How Kafka Handles Millions of Messages per Second: Inside Its High‑Performance Architecture
This article explains how Kafka achieves extremely high throughput by using a Reactor‑based non‑blocking I/O model, zero‑copy data transfer, sequential disk writes, memory‑mapped files, sparse indexing, partition load‑balancing, compression, batch processing, and a lock‑free offset design.
Kafka Reactor I/O Network Model
Kafka uses a non‑blocking I/O model based on the Reactor pattern, where one or more I/O multiplexers (Java Selector) listen for events on many channels and dispatch ready events to appropriate handlers, allowing thousands of connections to be served with few threads.
This model provides high efficiency in high‑concurrency scenarios, processing many network connections without creating a thread per connection.
Reactor Components
Reactor : dispatches I/O events to the corresponding handlers.
Acceptor : handles new client connection events.
Handler : performs read/write tasks.
Zero‑Copy Technology
Zero‑copy avoids CPU involvement when moving data between memory and storage, improving throughput. Kafka employs two main mechanisms:
sendfile() : transfers data directly from disk to a network socket.
Memory‑Mapped Files (mmap) : maps log files into memory so reads/writes occur without extra copying.
Traditional I/O involves four copies (read → kernel buffer, copy to user buffer, copy to socket buffer, DMA to NIC). Zero‑copy reduces this to a single copy, lowering CPU usage, memory bandwidth, and latency.
Partition Concurrency and Load Balancing
Kafka topics are divided into partitions, each replicated across brokers. Producers send messages to a specific partition, and consumers read from assigned partitions. Partitioning strategies include round‑robin, random, key‑based ordering, and geographic‑aware placement.
Round‑Robin Strategy
Messages are distributed evenly across partitions, providing excellent load balancing.
Random Strategy
Messages are assigned to partitions randomly, useful for uneven workloads.
Key‑Based Ordering
All messages with the same key go to the same partition, preserving order for that key.
Geographic Strategy (Example)
List<PartitionInfo> partitions = cluster.partitionsForTopic(topic);
return partitions.stream()
.filter(p -> isSouth(p.leader().host()))
.map(PartitionInfo::partition)
.findAny()
.get();This code selects a partition whose leader resides in a southern region.
Segment Log Files and Sparse Index
Each partition consists of multiple immutable log segments. A segment is a set of files: .index: offset index file. .timeindex: timestamp index file. .log: actual message data. .snapshot: producer transaction information. .swap: used for segment recovery. .txnindex: aborted transaction information.
Kafka builds two sparse indexes: an offset index (.index) for fast offset lookup and a time index (.timeindex) for time‑based queries. The index interval is configurable (default 4 KB), meaning an index entry is written after every 4 KB of data.
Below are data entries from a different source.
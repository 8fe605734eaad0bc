//! In-memory lookup implementation.
//!
//! Provides [`MemoryLookup`] for unit testing and for hosts (like the `tx` CLI)
//! that render against a fixed data set loaded from a TOML fixture file.

use std::path::{Path, PathBuf};

use serde::Deserialize;

use crate::entity::{
    Attachment, Board, Changeset, Document, Issue, Message, News, Project, Repository, Version,
    WikiPage,
};
use crate::lookup::{ChangesetRef, Lookup, ObjectRef};

/// Error returned when loading fixture data fails.
#[derive(Debug, thiserror::Error)]
pub enum LookupError {
    /// Fixture file not found.
    #[error("Fixture file not found: {}", .0.display())]
    NotFound(PathBuf),
    /// I/O error.
    #[error("I/O error: {0}")]
    Io(#[from] std::io::Error),
    /// TOML parsing error.
    #[error("TOML parse error: {0}")]
    Parse(#[from] toml::de::Error),
}

/// In-memory lookup over plain vectors of entities.
///
/// Use the builder methods to configure test data, or [`MemoryLookup::load`]
/// to read a fixture file with one array of tables per entity kind:
///
/// ```toml
/// [[projects]]
/// id = 1
/// identifier = "ecookbook"
/// name = "eCookbook"
/// wiki_start_page = "CookBook_documentation"
///
/// [[issues]]
/// id = 3
/// project_id = 1
/// subject = "Error 281 when updating a recipe"
/// status = "New"
/// ```
///
/// # Example
///
/// ```ignore
/// use tx_lookup::{Lookup, MemoryLookup, Project};
///
/// let lookup = MemoryLookup::new()
///     .with_project(Project::new(1, "ecookbook", "eCookbook").with_wiki("Start"));
/// assert!(lookup.find_project("ecookbook").is_some());
/// ```
#[derive(Clone, Debug, Default, Deserialize)]
#[serde(default)]
pub struct MemoryLookup {
    projects: Vec<Project>,
    issues: Vec<Issue>,
    versions: Vec<Version>,
    repositories: Vec<Repository>,
    changesets: Vec<Changeset>,
    documents: Vec<Document>,
    boards: Vec<Board>,
    messages: Vec<Message>,
    news: Vec<News>,
    wiki_pages: Vec<WikiPage>,
    attachments: Vec<Attachment>,
}

impl MemoryLookup {
    /// Create an empty lookup.
    #[must_use]
    pub fn new() -> Self {
        Self::default()
    }

    /// Load fixture data from a TOML file.
    pub fn load(path: &Path) -> Result<Self, LookupError> {
        if !path.exists() {
            return Err(LookupError::NotFound(path.to_path_buf()));
        }
        let content = std::fs::read_to_string(path)?;
        let lookup = Self::from_toml(&content)?;
        tracing::debug!(
            path = %path.display(),
            projects = lookup.projects.len(),
            issues = lookup.issues.len(),
            wiki_pages = lookup.wiki_pages.len(),
            "Loaded fixture data"
        );
        Ok(lookup)
    }

    /// Parse fixture data from a TOML string.
    ///
    /// Wiki page titles are normalized after parsing.
    pub fn from_toml(content: &str) -> Result<Self, LookupError> {
        let mut lookup: Self = toml::from_str(content)?;
        for page in &mut lookup.wiki_pages {
            page.title = WikiPage::titleize(&page.title);
        }
        Ok(lookup)
    }

    /// Attachments declared in the fixture data.
    pub fn attachments(&self) -> &[Attachment] {
        &self.attachments
    }

    #[must_use]
    pub fn with_project(mut self, project: Project) -> Self {
        self.projects.push(project);
        self
    }

    #[must_use]
    pub fn with_issue(mut self, issue: Issue) -> Self {
        self.issues.push(issue);
        self
    }

    #[must_use]
    pub fn with_version(mut self, version: Version) -> Self {
        self.versions.push(version);
        self
    }

    #[must_use]
    pub fn with_repository(mut self, repository: Repository) -> Self {
        self.repositories.push(repository);
        self
    }

    #[must_use]
    pub fn with_changeset(mut self, changeset: Changeset) -> Self {
        self.changesets.push(changeset);
        self
    }

    #[must_use]
    pub fn with_document(mut self, document: Document) -> Self {
        self.documents.push(document);
        self
    }

    #[must_use]
    pub fn with_board(mut self, board: Board) -> Self {
        self.boards.push(board);
        self
    }

    #[must_use]
    pub fn with_message(mut self, message: Message) -> Self {
        self.messages.push(message);
        self
    }

    #[must_use]
    pub fn with_news(mut self, news: News) -> Self {
        self.news.push(news);
        self
    }

    #[must_use]
    pub fn with_wiki_page(mut self, page: WikiPage) -> Self {
        self.wiki_pages.push(page);
        self
    }

    #[must_use]
    pub fn with_attachment(mut self, attachment: Attachment) -> Self {
        self.attachments.push(attachment);
        self
    }
}

/// Find an entity by id, or by case-insensitive title within `project`.
fn find_scoped<'a, T>(
    items: &'a [T],
    project: Option<&Project>,
    key: ObjectRef<'_>,
    id: impl Fn(&T) -> u64,
    project_id: impl Fn(&T) -> u64,
    title: impl Fn(&T) -> &str,
) -> Option<&'a T> {
    match key {
        ObjectRef::Id(wanted) => items.iter().find(|&item| id(item) == wanted),
        ObjectRef::Title(wanted) => {
            let project = project?;
            let wanted = wanted.to_lowercase();
            items
                .iter()
                .find(|&item| project_id(item) == project.id && title(item).to_lowercase() == wanted)
        }
    }
}

impl Lookup for MemoryLookup {
    fn find_project(&self, identifier: &str) -> Option<Project> {
        self.projects
            .iter()
            .find(|p| p.identifier == identifier)
            .cloned()
    }

    fn find_project_by_id(&self, id: u64) -> Option<Project> {
        self.projects.iter().find(|p| p.id == id).cloned()
    }

    fn find_project_by_name(&self, name: &str) -> Option<Project> {
        let wanted = name.to_lowercase();
        self.projects
            .iter()
            .find(|p| p.name.to_lowercase() == wanted)
            .cloned()
    }

    fn find_issue(&self, id: u64) -> Option<Issue> {
        self.issues.iter().find(|i| i.id == id).cloned()
    }

    fn find_version(&self, project: Option<&Project>, key: ObjectRef<'_>) -> Option<Version> {
        find_scoped(
            &self.versions,
            project,
            key,
            |v| v.id,
            |v| v.project_id,
            |v| v.name.as_str(),
        )
        .cloned()
    }

    fn find_document(&self, project: Option<&Project>, key: ObjectRef<'_>) -> Option<Document> {
        find_scoped(
            &self.documents,
            project,
            key,
            |d| d.id,
            |d| d.project_id,
            |d| d.title.as_str(),
        )
        .cloned()
    }

    fn find_board(&self, project: Option<&Project>, key: ObjectRef<'_>) -> Option<Board> {
        find_scoped(
            &self.boards,
            project,
            key,
            |b| b.id,
            |b| b.project_id,
            |b| b.name.as_str(),
        )
        .cloned()
    }

    fn find_message(&self, project: Option<&Project>, key: ObjectRef<'_>) -> Option<Message> {
        let board_project = |m: &Message| {
            self.boards
                .iter()
                .find(|b| b.id == m.board_id)
                .map_or(0, |b| b.project_id)
        };
        find_scoped(
            &self.messages,
            project,
            key,
            |m| m.id,
            board_project,
            |m| m.subject.as_str(),
        )
        .cloned()
    }

    fn find_news(&self, project: Option<&Project>, key: ObjectRef<'_>) -> Option<News> {
        find_scoped(
            &self.news,
            project,
            key,
            |n| n.id,
            |n| n.project_id,
            |n| n.title.as_str(),
        )
        .cloned()
    }

    fn find_repository(&self, project: &Project, identifier: Option<&str>) -> Option<Repository> {
        let mut repositories = self
            .repositories
            .iter()
            .filter(|r| r.project_id == project.id);
        match identifier {
            Some(identifier) => repositories
                .find(|r| r.identifier.as_deref() == Some(identifier))
                .cloned(),
            None => {
                let all: Vec<&Repository> = repositories.collect();
                all.iter()
                    .find(|r| r.is_default)
                    .or_else(|| if all.len() == 1 { all.first() } else { None })
                    .map(|r| (*r).clone())
            }
        }
    }

    fn find_changeset(&self, repository: &Repository, key: ChangesetRef<'_>) -> Option<Changeset> {
        let mut changesets = self
            .changesets
            .iter()
            .filter(|c| c.repository_id == repository.id);
        let found = match key {
            ChangesetRef::Revision(revision) => changesets.find(|c| c.revision == revision),
            ChangesetRef::Scmid(prefix) => changesets.find(|c| {
                c.scmid
                    .as_deref()
                    .is_some_and(|scmid| scmid.starts_with(prefix))
            }),
        };
        found.cloned()
    }

    fn find_wiki_page(&self, project: &Project, title: &str) -> Option<WikiPage> {
        let wanted = title.to_lowercase();
        self.wiki_pages
            .iter()
            .find(|p| p.project_id == project.id && p.title.to_lowercase() == wanted)
            .cloned()
    }
}
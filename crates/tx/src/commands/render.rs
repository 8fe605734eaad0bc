//! `tx render` command implementation.

use std::io::Write;
use std::path::PathBuf;

use clap::Args;

use super::options::{RenderOptions, Session, read_input};
use crate::error::CliError;
use crate::output::Output;

/// Arguments for the render command.
#[derive(Args)]
pub(crate) struct RenderArgs {
    /// Textile file to render (default: stdin).
    file: Option<PathBuf>,

    #[command(flatten)]
    options: RenderOptions,

    /// Exit with an error when rendering produced warnings.
    #[arg(long)]
    strict: bool,
}

impl RenderArgs {
    pub(crate) fn execute(self) -> Result<(), CliError> {
        let output = Output::new();
        let session = Session::open(&self.options)?;
        let ctx = session.context()?;
        let text = read_input(self.file.as_deref())?;

        let result = session.renderer().render(&text, &ctx);
        output.warnings(&result.warnings);

        let mut stdout = std::io::stdout().lock();
        writeln!(stdout, "{}", result.html)?;
        stdout.flush()?;

        if self.strict && !result.warnings.is_empty() {
            return Err(CliError::Validation(format!(
                "Rendering produced {} warning(s)",
                result.warnings.len()
            )));
        }
        Ok(())
    }
}
//! Configuration management for tx.
//!
//! Parses `tx.toml` configuration files with serde and provides
//! auto-discovery of config files in parent directories.
//!
//! CLI settings can be applied during load via [`CliSettings`].
//!
//! ## Environment Variable Expansion
//!
//! String configuration values support environment variable expansion:
//!
//! - `${VAR}` - expands to the value of VAR, errors if unset
//! - `${VAR:-default}` - expands to VAR if set, otherwise uses default
//!
//! Expanded fields:
//! - `render.url_root`
//! - `render.edit_sections.url`
//! - `fixtures.path`

mod expand;

use serde::Deserialize;
use std::path::{Path, PathBuf};
use tx_renderer::WikiLinkMode;

/// Configuration filename to search for.
const CONFIG_FILENAME: &str = "tx.toml";

/// Placeholder for the section number in edit URLs.
pub const SECTION_PLACEHOLDER: &str = "{section}";

/// Upper bound for `render.max_include_depth`.
const MAX_INCLUDE_DEPTH_LIMIT: usize = 100;

/// CLI settings that override configuration file values.
///
/// All fields are optional. Only non-None values override the loaded config.
#[derive(Debug, Default)]
pub struct CliSettings {
    /// Override the acting project.
    pub project: Option<String>,
    /// Override the wiki link style.
    pub wiki_links: Option<WikiLinkMode>,
    /// Override macro expansion.
    pub macros: Option<bool>,
    /// Override the URL root.
    pub url_root: Option<String>,
    /// Override the fixture file.
    pub fixtures: Option<PathBuf>,
}

/// Application configuration.
#[derive(Debug, Default, Deserialize)]
#[serde(default)]
pub struct Config {
    /// Render options.
    pub render: RenderConfig,
    /// Fixture data (paths are relative strings from TOML).
    fixtures: Option<FixturesConfigRaw>,

    /// Resolved path of the fixture file (set after loading).
    #[serde(skip)]
    pub fixtures_path: Option<PathBuf>,
    /// Path to the config file (set after loading).
    #[serde(skip)]
    pub config_path: Option<PathBuf>,
}

/// Render options.
#[derive(Debug, Deserialize)]
#[serde(default)]
pub struct RenderConfig {
    /// Identifier of the acting project.
    pub project: Option<String>,
    /// Wiki link style.
    pub wiki_links: WikiLinkMode,
    /// Whether `{{macro}}` blocks are expanded.
    pub macros: bool,
    /// Whether headings get anchors.
    pub headings: bool,
    /// Limit for nested includes.
    pub max_include_depth: usize,
    /// Prefix of every generated application URL.
    pub url_root: String,
    /// Section edit links (optional section).
    pub edit_sections: Option<EditSectionsConfig>,
}

impl Default for RenderConfig {
    fn default() -> Self {
        Self {
            project: None,
            wiki_links: WikiLinkMode::Normal,
            macros: true,
            headings: true,
            max_include_depth: 10,
            url_root: String::new(),
            edit_sections: None,
        }
    }
}

/// Section edit link configuration.
#[derive(Debug, Deserialize)]
pub struct EditSectionsConfig {
    /// Edit URL containing a `{section}` placeholder.
    pub url: String,
    /// Tooltip of the edit link.
    #[serde(default = "default_edit_title")]
    pub title: String,
    /// Icon of the edit link.
    #[serde(default = "default_edit_icon")]
    pub icon: String,
}

fn default_edit_title() -> String {
    "Edit this section".to_owned()
}

fn default_edit_icon() -> String {
    "/images/edit.png".to_owned()
}

/// Raw fixtures configuration as parsed from TOML.
#[derive(Debug, Deserialize, Default)]
#[serde(default)]
struct FixturesConfigRaw {
    path: Option<String>,
}

/// Configuration error.
#[derive(Debug, thiserror::Error)]
pub enum ConfigError {
    /// File not found.
    #[error("Configuration file not found: {}", .0.display())]
    NotFound(PathBuf),
    /// I/O error.
    #[error("I/O error: {0}")]
    Io(#[from] std::io::Error),
    /// TOML parsing error.
    #[error("TOML parse error: {0}")]
    Parse(#[from] toml::de::Error),
    /// Validation error.
    #[error("Configuration error: {0}")]
    Validation(String),
    /// Environment variable error during expansion.
    #[error("Environment variable error in {field}: {message}")]
    EnvVar {
        /// Config field path (e.g., "`render.url_root`").
        field: String,
        /// Error message (e.g., "${`TX_ROOT`} not set").
        message: String,
    },
}

/// Require a string field to be non-empty.
fn require_non_empty(value: &str, field: &str) -> Result<(), ConfigError> {
    if value.trim().is_empty() {
        return Err(ConfigError::Validation(format!("{field} cannot be empty")));
    }
    Ok(())
}

impl Config {
    /// Load configuration from file with optional CLI settings.
    ///
    /// If `config_path` is provided, loads from that file.
    /// Otherwise, searches for `tx.toml` in current directory and parents.
    ///
    /// CLI settings are applied after loading and path resolution, allowing CLI
    /// arguments to take precedence over config file values. The result is
    /// validated last.
    ///
    /// # Errors
    ///
    /// Returns error if explicit `config_path` doesn't exist, parsing fails,
    /// or the final configuration is invalid.
    pub fn load(
        config_path: Option<&Path>,
        cli_settings: Option<&CliSettings>,
    ) -> Result<Self, ConfigError> {
        let mut config = if let Some(path) = config_path {
            if !path.exists() {
                return Err(ConfigError::NotFound(path.to_path_buf()));
            }
            Self::load_from_file(path)?
        } else if let Some(discovered) = Self::discover_config() {
            Self::load_from_file(&discovered)?
        } else {
            Self::default()
        };

        if let Some(settings) = cli_settings {
            config.apply_cli_settings(settings);
        }

        config.validate()?;
        Ok(config)
    }

    /// Apply CLI settings to the configuration.
    fn apply_cli_settings(&mut self, settings: &CliSettings) {
        if let Some(project) = &settings.project {
            self.render.project = Some(project.clone());
        }
        if let Some(wiki_links) = settings.wiki_links {
            self.render.wiki_links = wiki_links;
        }
        if let Some(macros) = settings.macros {
            self.render.macros = macros;
        }
        if let Some(url_root) = &settings.url_root {
            self.render.url_root.clone_from(url_root);
        }
        if let Some(fixtures) = &settings.fixtures {
            self.fixtures_path = Some(fixtures.clone());
        }
    }

    /// Search for config file in current directory and parents.
    fn discover_config() -> Option<PathBuf> {
        let current = std::env::current_dir().ok()?;
        Self::discover_from(&current)
    }

    fn discover_from(start: &Path) -> Option<PathBuf> {
        start
            .ancestors()
            .map(|dir| dir.join(CONFIG_FILENAME))
            .find(|candidate| candidate.exists())
    }

    /// Load configuration from a specific file.
    fn load_from_file(path: &Path) -> Result<Self, ConfigError> {
        let content = std::fs::read_to_string(path)?;
        let mut config: Self = toml::from_str(&content)?;

        config.expand_env_vars()?;

        let config_dir = path.parent().unwrap_or(Path::new("."));
        config.resolve_paths(config_dir);
        config.config_path = Some(path.to_path_buf());

        Ok(config)
    }

    /// Validate configuration values.
    ///
    /// # Errors
    ///
    /// Returns `ConfigError::Validation` if any validation fails.
    pub fn validate(&self) -> Result<(), ConfigError> {
        let render = &self.render;
        if let Some(project) = &render.project {
            require_non_empty(project, "render.project")?;
        }
        if render.max_include_depth == 0 {
            return Err(ConfigError::Validation(
                "render.max_include_depth must be greater than 0".to_owned(),
            ));
        }
        if render.max_include_depth > MAX_INCLUDE_DEPTH_LIMIT {
            return Err(ConfigError::Validation(format!(
                "render.max_include_depth cannot exceed {MAX_INCLUDE_DEPTH_LIMIT}"
            )));
        }
        if let Some(edit) = &render.edit_sections
            && !edit.url.contains(SECTION_PLACEHOLDER)
        {
            return Err(ConfigError::Validation(format!(
                "render.edit_sections.url must contain {SECTION_PLACEHOLDER}"
            )));
        }
        Ok(())
    }

    /// Expand environment variable references in configuration strings.
    fn expand_env_vars(&mut self) -> Result<(), ConfigError> {
        self.render.url_root = expand::expand_env(&self.render.url_root, "render.url_root")?;

        if let Some(ref mut edit) = self.render.edit_sections {
            edit.url = expand::expand_env(&edit.url, "render.edit_sections.url")?;
        }

        if let Some(ref mut fixtures) = self.fixtures
            && let Some(ref path) = fixtures.path
        {
            fixtures.path = Some(expand::expand_env(path, "fixtures.path")?);
        }

        Ok(())
    }

    /// Resolve the fixture path relative to the config directory.
    fn resolve_paths(&mut self, config_dir: &Path) {
        self.fixtures_path = self
            .fixtures
            .as_ref()
            .and_then(|f| f.path.as_deref())
            .map(|path| config_dir.join(path));
    }
}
Lookup of a specific offset uses binary search on the segment files, first locating the appropriate segment, then using the offset index to find the file position, and finally scanning the log file from that position.
Sequential Disk Writes
Kafka writes logs sequentially, minimizing seek and rotation delays on spinning disks. Sequential writes allow the disk head to move continuously forward, greatly improving write throughput compared to random writes.
PageCache
Kafka relies heavily on the operating system's page cache. Writes are first placed into the page cache (via pwrite()), and reads are served from the cache (via sendfile()) whenever possible, reducing actual disk I/O.
Data Compression and Batch Processing
Compression reduces message size, saving disk space and network bandwidth. Supported algorithms are gzip, snappy, lz4, and zstd. Producers compress batches of messages before sending; brokers store the compressed batches, and consumers decompress them upon receipt.
Kafka also batches messages on the producer side, accumulating records into a batch and sending them together, which improves throughput and reduces network overhead.
Lock‑Free Lightweight Offset Management
Offsets identify a message's position within a partition. Kafka uses sequential writes, memory‑mapped files, zero‑copy, and batch processing to avoid locks when managing offsets, achieving high concurrency.
Consumer Offset Workflow
graph TD;
A[Start Consumer] --> B[Read messages from partition];
B --> C[Process message];
C --> D{Processing succeeded?};
D -->|Yes| E[Update offset];
D -->|No| F[Record failure, retry];
E --> G[Commit offset];
G --> H[Continue with next message];
F --> B;
H --> B;The consumer updates and commits offsets after successful processing, ensuring progress is persisted.
Summary
Kafka achieves high performance and low latency through a combination of a Reactor I/O network model, sequential disk writes, memory‑mapped files, zero‑copy data transfer, compression, batch processing, and a lock‑free offset design.
Reactor I/O enables handling massive connections with few threads.
Sequential writes minimize disk seek overhead.
MMAP provides fast file access.
Zero‑copy reduces CPU and memory bandwidth usage.
Compression and batching boost throughput and reduce network load.